* [Description of the task] Each line below from the one containing "blocks, default limits." through the one containing "if block.height <" is to be given again exactly, and no line outside that span.

(Items listed in a dataset)
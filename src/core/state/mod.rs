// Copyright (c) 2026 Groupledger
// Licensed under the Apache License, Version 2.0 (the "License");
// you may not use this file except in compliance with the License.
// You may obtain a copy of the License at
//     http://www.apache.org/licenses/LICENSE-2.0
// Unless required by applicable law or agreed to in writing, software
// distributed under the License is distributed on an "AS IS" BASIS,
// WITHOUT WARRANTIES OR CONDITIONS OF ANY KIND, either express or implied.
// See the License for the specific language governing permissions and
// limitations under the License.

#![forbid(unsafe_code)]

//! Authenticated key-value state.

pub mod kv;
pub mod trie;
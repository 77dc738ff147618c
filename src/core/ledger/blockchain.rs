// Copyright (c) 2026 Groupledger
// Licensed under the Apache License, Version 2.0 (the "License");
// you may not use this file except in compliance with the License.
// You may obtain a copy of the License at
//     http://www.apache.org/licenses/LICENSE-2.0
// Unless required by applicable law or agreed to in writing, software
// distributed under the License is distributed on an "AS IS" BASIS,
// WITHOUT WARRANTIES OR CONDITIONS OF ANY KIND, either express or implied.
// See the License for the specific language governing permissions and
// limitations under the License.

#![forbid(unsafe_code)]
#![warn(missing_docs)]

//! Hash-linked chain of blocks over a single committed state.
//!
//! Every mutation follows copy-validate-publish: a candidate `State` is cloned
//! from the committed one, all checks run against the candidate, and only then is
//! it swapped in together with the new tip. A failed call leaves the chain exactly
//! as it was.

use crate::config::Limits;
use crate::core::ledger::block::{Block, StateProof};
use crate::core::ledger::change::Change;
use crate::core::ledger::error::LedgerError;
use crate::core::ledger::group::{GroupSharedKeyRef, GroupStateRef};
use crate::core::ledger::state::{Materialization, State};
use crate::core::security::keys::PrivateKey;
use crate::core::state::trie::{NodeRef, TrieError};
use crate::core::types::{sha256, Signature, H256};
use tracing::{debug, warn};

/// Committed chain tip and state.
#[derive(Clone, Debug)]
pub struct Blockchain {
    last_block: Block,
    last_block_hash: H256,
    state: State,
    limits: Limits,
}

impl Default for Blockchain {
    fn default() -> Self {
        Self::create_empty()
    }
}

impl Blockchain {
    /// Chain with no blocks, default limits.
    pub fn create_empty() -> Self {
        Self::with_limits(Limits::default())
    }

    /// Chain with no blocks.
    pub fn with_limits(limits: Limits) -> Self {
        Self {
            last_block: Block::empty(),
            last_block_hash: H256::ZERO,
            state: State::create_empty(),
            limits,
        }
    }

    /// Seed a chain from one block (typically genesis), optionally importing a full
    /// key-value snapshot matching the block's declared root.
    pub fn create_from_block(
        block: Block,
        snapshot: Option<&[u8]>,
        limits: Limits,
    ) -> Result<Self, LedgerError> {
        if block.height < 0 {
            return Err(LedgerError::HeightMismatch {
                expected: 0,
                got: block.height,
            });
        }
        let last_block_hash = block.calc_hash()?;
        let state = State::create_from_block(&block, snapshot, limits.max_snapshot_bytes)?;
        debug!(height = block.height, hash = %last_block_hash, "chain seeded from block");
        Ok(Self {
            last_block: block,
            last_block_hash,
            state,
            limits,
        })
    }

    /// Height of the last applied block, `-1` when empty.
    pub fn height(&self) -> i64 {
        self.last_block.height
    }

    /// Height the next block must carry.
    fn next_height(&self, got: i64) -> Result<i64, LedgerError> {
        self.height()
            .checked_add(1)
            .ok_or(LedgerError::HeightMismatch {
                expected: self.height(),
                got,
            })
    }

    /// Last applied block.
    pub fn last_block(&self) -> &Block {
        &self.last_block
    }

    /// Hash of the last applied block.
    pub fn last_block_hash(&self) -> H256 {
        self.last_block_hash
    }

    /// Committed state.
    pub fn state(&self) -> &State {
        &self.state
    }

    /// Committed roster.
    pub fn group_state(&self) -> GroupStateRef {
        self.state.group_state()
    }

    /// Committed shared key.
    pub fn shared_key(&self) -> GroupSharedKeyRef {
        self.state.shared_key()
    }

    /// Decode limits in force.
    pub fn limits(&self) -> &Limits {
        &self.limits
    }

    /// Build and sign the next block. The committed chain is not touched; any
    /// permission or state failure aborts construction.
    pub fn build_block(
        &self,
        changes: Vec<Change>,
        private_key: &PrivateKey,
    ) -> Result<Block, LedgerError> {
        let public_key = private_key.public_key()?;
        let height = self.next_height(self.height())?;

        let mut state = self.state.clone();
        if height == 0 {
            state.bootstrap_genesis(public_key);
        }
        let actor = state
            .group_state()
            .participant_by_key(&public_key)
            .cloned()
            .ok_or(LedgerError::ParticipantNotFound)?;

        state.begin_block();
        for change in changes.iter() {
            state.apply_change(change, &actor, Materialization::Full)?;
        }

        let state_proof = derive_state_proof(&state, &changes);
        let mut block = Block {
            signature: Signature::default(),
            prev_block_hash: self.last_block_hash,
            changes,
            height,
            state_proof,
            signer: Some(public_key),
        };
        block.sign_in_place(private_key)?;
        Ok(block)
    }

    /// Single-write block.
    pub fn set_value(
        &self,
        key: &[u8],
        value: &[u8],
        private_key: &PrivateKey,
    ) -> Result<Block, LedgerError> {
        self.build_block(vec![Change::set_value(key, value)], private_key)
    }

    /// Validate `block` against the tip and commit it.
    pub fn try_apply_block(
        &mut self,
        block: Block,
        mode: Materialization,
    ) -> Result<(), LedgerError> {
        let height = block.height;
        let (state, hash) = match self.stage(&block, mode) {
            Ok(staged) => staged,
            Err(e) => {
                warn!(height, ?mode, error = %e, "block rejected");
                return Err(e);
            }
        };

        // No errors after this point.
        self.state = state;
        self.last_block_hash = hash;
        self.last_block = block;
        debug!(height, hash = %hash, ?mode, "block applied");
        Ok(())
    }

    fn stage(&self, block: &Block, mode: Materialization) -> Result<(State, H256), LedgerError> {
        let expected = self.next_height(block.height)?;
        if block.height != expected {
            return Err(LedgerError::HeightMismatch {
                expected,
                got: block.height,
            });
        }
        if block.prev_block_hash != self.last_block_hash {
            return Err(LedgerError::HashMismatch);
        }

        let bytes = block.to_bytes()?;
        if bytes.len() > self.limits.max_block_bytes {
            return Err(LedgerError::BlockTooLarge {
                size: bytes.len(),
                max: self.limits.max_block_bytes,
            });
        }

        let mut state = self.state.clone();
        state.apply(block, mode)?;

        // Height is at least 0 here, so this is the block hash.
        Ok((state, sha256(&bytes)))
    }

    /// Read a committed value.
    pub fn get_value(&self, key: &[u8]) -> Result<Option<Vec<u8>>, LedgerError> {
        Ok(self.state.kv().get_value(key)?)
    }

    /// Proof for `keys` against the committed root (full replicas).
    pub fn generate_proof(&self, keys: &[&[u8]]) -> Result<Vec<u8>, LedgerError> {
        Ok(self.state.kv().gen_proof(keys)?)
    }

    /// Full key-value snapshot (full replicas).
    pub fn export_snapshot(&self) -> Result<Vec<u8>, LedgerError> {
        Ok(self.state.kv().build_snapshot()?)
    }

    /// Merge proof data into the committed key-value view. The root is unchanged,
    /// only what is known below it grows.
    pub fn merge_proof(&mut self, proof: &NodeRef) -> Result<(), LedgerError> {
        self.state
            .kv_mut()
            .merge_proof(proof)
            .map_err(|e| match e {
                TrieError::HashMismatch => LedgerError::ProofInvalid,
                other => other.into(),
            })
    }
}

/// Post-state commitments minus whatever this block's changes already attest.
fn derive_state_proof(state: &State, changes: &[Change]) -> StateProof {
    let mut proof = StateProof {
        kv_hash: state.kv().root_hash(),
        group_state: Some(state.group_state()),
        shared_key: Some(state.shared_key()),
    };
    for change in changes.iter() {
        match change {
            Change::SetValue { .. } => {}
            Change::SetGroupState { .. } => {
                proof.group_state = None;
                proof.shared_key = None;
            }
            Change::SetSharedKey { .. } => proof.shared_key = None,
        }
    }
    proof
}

* [Solved exercise]
    /// Chain with no blocks, default limits.
    pub fn create_empty() -> Self {
        Self::with_limits(Limits::default())
    }

    /// Chain with no blocks.
    pub fn with_limits(limits: Limits) -> Self {
        Self {
            last_block: Block::empty(),
            last_block_hash: H256::ZERO,
            state: State::create_empty(),
            limits,
        }
    }

    /// Seed a chain from one block (typically genesis), optionally importing a full
    /// key-value snapshot matching the block's declared root.
    pub fn create_from_block(
        block: Block,
        snapshot: Option<&[u8]>,
        limits: Limits,
    ) -> Result<Self, LedgerError> {
        if block.height < 0 {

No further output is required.